_Instructions for the task_
Please tally the lines of the listing that follows where the word "tmet" appears, and reply with the number only.

------ Input material ------

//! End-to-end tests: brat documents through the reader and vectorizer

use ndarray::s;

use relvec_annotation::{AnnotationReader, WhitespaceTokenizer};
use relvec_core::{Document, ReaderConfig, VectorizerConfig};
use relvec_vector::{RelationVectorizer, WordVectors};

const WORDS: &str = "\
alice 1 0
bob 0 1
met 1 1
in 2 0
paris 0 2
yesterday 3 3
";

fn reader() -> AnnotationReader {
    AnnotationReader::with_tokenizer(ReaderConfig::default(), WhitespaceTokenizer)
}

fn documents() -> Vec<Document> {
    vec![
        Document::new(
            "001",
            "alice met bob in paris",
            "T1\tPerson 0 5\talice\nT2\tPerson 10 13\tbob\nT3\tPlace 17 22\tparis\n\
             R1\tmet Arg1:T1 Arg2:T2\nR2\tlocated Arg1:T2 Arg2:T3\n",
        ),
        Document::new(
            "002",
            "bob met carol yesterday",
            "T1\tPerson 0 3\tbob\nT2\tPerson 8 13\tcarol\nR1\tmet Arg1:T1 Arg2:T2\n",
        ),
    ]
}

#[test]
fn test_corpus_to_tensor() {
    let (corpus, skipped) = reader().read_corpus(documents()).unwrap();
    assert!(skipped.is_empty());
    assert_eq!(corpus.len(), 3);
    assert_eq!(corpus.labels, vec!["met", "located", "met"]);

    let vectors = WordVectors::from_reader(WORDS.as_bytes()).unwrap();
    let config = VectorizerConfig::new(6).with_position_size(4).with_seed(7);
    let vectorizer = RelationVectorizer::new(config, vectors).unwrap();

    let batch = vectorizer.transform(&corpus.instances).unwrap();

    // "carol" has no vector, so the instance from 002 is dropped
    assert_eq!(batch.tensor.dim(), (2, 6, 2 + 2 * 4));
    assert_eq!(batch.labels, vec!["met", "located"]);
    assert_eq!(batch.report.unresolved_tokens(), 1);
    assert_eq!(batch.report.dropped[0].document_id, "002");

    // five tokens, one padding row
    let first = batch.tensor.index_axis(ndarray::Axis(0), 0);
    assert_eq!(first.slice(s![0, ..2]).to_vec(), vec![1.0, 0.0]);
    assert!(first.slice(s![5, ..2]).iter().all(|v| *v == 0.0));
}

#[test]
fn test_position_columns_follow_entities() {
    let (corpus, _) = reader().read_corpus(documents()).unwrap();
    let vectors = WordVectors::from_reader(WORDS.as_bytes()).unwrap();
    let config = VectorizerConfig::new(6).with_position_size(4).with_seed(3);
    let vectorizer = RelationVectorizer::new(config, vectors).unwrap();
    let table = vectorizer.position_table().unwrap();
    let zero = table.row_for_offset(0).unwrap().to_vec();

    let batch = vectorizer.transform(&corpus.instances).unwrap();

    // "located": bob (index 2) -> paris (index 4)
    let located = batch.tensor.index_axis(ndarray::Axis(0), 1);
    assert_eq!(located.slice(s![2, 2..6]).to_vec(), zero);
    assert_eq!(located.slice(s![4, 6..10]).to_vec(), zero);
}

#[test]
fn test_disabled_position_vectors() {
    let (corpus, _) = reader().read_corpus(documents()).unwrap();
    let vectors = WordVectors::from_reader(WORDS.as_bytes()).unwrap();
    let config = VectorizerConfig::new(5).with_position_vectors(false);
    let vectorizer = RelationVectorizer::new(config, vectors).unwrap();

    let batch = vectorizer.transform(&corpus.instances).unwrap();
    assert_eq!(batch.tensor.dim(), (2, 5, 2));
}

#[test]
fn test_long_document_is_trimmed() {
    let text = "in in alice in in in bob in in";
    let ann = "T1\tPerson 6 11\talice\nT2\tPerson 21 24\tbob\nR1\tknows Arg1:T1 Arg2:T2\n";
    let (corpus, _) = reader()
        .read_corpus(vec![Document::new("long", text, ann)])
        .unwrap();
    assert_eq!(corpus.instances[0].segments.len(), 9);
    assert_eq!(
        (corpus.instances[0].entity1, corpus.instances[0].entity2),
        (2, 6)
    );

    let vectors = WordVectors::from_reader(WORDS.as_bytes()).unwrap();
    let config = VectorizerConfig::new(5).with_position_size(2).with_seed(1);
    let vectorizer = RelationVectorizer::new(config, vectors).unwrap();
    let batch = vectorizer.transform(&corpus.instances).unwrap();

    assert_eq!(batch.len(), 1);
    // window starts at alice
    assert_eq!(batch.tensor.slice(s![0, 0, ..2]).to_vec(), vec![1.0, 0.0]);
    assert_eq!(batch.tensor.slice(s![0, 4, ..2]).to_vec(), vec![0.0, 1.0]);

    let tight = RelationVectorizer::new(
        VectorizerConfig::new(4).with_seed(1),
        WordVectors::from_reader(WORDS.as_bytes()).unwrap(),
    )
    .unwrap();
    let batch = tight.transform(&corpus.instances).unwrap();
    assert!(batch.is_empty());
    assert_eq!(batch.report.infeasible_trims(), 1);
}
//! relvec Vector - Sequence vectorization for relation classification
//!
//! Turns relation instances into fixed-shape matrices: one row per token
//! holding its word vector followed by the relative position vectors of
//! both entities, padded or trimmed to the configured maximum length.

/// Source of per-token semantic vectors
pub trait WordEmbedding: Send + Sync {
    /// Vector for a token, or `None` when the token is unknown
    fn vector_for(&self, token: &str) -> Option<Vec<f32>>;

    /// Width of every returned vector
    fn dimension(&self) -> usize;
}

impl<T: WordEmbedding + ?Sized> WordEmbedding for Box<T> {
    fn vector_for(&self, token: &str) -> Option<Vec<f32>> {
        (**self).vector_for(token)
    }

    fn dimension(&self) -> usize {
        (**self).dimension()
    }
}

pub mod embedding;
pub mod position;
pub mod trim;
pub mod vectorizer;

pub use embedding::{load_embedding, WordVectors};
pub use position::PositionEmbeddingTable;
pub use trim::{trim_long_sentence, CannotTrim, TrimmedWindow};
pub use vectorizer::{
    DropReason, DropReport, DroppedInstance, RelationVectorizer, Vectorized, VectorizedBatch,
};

------

_Solution to this exercise_
2